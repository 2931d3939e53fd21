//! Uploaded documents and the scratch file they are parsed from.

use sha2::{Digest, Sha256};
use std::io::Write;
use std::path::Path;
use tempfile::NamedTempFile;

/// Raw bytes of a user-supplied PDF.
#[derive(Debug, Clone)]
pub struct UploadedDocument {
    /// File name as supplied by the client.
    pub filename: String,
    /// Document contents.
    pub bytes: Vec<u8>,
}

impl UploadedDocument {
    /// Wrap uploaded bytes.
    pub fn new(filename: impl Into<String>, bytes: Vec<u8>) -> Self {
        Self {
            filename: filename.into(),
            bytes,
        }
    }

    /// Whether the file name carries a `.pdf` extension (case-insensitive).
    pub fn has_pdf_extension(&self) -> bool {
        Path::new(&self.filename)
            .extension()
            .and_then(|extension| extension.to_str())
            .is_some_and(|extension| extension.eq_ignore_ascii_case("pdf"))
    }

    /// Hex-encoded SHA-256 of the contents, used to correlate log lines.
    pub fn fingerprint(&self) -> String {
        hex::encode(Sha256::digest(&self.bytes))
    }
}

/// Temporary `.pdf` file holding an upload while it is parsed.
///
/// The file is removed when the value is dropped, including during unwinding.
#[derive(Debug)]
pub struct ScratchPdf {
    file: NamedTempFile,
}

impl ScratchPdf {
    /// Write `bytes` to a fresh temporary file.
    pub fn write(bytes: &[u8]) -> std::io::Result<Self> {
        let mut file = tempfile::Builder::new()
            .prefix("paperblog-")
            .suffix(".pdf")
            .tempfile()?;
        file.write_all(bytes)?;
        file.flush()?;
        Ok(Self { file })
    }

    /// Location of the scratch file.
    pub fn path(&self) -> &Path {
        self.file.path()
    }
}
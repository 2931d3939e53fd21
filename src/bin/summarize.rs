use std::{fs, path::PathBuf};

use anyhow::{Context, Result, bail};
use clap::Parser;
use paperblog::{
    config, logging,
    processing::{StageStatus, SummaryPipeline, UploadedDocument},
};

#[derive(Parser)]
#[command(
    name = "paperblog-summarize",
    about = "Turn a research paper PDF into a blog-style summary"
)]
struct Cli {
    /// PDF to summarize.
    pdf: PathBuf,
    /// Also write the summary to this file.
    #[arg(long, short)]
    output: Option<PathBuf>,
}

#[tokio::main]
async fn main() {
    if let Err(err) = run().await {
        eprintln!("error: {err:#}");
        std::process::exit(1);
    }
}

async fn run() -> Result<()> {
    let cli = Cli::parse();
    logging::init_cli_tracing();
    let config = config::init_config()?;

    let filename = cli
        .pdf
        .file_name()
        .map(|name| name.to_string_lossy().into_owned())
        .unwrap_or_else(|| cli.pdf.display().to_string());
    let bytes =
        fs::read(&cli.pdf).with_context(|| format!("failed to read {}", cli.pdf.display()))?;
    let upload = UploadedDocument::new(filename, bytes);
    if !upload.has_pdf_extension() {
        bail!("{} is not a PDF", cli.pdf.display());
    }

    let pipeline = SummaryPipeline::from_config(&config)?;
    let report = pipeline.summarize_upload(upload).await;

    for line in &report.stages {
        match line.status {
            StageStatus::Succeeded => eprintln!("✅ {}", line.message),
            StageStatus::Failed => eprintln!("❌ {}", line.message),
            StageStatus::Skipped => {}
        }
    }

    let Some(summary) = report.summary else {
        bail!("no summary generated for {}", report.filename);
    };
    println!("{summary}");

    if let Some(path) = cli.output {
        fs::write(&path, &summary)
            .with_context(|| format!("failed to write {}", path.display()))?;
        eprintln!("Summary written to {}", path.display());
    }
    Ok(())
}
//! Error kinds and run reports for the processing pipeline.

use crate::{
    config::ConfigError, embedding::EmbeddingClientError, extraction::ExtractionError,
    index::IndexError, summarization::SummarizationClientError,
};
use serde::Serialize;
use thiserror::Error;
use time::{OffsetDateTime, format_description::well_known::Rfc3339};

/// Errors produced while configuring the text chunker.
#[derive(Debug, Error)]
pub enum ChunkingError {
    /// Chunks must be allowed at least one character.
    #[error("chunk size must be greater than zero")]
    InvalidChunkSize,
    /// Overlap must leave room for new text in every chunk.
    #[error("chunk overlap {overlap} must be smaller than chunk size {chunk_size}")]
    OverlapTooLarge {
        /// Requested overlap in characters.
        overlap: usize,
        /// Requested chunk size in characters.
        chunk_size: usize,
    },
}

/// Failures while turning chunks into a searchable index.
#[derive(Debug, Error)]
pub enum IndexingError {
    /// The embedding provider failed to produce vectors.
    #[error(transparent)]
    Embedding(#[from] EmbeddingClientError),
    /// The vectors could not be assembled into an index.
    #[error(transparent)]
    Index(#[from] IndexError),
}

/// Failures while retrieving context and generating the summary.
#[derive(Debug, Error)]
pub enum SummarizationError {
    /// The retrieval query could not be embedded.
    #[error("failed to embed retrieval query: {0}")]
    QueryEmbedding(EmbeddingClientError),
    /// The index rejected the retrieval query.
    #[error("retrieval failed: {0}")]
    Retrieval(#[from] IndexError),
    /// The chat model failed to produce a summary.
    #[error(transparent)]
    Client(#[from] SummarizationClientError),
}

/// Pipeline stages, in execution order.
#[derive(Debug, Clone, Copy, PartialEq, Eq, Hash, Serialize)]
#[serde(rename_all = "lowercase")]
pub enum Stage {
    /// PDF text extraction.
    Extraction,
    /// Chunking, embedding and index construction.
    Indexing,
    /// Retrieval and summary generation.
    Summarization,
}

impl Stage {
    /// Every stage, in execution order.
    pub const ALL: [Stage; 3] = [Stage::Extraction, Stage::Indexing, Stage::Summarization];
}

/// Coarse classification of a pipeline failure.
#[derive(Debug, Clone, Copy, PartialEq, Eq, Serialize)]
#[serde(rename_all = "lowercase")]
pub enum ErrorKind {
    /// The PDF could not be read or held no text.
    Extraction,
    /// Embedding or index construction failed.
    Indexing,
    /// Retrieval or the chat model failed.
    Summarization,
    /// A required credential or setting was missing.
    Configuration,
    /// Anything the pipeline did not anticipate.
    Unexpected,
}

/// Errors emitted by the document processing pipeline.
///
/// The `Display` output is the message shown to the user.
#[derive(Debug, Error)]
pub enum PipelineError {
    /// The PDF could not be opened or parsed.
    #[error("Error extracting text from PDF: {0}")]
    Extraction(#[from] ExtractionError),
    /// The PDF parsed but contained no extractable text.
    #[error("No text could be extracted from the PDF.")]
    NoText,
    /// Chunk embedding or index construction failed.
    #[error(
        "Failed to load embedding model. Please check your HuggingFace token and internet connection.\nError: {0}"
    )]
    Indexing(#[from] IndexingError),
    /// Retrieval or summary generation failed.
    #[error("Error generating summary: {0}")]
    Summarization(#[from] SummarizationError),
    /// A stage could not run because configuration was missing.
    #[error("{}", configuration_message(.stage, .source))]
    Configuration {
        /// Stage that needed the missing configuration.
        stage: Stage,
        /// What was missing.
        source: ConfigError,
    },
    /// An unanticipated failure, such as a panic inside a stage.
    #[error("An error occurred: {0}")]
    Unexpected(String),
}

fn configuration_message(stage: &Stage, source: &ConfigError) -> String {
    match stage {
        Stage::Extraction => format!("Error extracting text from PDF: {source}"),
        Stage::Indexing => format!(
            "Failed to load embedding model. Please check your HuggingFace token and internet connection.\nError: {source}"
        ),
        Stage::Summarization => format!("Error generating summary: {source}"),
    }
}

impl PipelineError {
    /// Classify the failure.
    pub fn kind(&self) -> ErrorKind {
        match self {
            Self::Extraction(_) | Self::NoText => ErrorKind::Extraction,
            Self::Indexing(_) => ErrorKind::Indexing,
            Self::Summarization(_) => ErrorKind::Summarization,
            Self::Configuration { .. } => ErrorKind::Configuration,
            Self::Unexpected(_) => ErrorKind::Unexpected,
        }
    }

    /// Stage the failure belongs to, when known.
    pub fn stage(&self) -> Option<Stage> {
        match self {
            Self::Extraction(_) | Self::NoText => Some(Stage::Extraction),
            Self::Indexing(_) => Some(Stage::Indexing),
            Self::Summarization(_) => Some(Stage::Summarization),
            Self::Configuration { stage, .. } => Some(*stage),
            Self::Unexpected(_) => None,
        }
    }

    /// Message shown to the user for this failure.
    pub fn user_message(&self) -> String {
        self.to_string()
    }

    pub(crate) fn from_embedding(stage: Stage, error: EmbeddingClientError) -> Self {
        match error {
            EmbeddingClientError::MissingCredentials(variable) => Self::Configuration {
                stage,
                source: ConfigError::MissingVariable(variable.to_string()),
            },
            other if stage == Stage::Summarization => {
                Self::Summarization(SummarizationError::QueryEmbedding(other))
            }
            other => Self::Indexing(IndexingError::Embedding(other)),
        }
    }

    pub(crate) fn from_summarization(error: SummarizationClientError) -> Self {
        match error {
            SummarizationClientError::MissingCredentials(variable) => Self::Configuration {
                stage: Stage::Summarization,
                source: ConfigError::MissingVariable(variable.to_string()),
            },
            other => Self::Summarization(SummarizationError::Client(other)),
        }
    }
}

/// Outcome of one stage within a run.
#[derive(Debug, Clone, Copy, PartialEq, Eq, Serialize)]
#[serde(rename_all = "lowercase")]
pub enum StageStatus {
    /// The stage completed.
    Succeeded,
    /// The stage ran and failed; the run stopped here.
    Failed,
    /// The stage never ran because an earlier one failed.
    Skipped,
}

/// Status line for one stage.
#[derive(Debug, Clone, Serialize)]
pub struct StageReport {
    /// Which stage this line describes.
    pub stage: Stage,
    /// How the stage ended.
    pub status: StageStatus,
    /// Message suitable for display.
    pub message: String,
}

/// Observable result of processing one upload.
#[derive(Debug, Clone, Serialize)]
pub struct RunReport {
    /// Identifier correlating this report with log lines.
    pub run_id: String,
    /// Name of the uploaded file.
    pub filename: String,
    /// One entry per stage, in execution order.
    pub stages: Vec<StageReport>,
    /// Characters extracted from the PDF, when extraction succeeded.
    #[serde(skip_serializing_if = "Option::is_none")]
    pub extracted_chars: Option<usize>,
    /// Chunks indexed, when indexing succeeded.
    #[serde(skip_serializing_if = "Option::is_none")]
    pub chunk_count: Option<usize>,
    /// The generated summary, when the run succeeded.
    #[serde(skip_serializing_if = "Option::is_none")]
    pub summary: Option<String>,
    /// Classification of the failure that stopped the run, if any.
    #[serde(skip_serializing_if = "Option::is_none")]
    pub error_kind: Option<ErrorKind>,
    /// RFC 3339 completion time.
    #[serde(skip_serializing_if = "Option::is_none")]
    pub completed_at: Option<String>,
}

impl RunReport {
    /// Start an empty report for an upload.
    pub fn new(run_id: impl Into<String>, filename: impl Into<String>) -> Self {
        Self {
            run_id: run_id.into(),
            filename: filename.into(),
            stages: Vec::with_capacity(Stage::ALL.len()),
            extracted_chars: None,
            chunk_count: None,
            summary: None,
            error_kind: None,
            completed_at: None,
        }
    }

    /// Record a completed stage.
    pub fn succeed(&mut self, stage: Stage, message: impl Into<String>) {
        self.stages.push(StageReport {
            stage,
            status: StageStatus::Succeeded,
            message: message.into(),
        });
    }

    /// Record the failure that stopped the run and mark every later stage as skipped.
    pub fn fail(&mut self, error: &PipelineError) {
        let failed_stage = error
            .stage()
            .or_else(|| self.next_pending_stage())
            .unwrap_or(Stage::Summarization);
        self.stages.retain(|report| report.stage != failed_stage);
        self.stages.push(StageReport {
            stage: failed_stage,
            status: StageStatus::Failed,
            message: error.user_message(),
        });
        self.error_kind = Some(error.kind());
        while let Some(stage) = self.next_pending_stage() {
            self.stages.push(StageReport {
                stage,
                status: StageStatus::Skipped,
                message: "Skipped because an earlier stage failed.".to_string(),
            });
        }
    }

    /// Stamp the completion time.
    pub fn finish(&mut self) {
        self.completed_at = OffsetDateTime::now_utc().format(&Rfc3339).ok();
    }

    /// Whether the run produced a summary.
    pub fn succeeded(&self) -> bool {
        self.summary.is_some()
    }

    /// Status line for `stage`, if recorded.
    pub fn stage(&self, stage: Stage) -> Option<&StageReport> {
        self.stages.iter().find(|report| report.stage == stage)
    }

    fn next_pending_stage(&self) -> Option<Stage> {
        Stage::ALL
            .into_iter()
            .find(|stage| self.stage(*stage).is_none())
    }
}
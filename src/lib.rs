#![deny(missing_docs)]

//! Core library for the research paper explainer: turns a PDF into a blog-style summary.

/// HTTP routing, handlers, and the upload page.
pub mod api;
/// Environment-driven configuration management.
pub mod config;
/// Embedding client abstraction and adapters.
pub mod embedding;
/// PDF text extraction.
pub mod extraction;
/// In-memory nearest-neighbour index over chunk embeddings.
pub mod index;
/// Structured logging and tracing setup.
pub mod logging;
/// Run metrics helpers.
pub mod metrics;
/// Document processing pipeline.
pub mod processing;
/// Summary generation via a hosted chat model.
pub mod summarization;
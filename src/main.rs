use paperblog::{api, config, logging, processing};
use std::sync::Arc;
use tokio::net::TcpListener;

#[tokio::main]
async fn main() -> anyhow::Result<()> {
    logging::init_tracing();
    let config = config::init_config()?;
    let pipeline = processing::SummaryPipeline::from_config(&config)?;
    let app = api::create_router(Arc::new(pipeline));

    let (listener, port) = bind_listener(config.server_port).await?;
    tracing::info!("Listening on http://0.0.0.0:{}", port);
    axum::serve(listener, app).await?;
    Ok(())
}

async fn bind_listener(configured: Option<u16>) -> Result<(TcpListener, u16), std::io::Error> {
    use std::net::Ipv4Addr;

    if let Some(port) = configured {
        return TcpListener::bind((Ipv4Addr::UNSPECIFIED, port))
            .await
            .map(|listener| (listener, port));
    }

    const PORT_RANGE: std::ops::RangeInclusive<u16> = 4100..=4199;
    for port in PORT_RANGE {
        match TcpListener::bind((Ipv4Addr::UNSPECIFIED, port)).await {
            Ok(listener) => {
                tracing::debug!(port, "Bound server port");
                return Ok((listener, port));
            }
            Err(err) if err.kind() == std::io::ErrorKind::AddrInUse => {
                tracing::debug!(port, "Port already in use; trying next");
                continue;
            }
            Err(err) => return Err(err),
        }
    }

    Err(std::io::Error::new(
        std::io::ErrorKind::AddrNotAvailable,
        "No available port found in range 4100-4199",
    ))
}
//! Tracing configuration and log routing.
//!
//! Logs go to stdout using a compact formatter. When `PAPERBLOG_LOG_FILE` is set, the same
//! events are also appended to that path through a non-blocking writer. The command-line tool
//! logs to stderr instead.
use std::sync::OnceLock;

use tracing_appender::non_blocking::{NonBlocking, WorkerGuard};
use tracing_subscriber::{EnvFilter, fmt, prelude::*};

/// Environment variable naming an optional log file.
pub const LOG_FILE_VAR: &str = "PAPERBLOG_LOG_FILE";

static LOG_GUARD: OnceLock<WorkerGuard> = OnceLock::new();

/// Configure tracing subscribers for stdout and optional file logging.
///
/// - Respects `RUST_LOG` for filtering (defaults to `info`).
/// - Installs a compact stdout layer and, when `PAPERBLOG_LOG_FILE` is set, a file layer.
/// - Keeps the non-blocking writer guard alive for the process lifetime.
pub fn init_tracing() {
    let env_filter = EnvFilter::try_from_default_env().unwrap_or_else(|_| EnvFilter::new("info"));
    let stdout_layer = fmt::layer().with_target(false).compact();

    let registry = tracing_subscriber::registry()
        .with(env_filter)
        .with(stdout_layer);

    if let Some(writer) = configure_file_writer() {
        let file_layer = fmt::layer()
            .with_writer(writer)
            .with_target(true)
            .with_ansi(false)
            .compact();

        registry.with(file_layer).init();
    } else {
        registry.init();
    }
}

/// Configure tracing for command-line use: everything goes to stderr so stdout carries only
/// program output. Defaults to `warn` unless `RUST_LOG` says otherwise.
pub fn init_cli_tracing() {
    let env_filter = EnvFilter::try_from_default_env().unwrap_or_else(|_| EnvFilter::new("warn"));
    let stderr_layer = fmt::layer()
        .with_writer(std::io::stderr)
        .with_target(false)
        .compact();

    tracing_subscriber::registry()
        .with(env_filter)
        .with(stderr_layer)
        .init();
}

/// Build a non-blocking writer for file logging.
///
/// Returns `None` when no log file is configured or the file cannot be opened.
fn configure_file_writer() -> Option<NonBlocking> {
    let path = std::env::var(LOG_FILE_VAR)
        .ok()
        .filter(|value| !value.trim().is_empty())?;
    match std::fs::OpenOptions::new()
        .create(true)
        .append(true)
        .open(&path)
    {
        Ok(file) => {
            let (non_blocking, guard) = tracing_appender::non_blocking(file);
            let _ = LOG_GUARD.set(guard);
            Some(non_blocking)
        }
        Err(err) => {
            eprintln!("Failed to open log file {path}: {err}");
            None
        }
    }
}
——————
WHAT TO PRODUCE: Please report how many lines in the records contain the string "vectors", and write nothing besides that number.

ANSWER TO THE PROBLEM: 2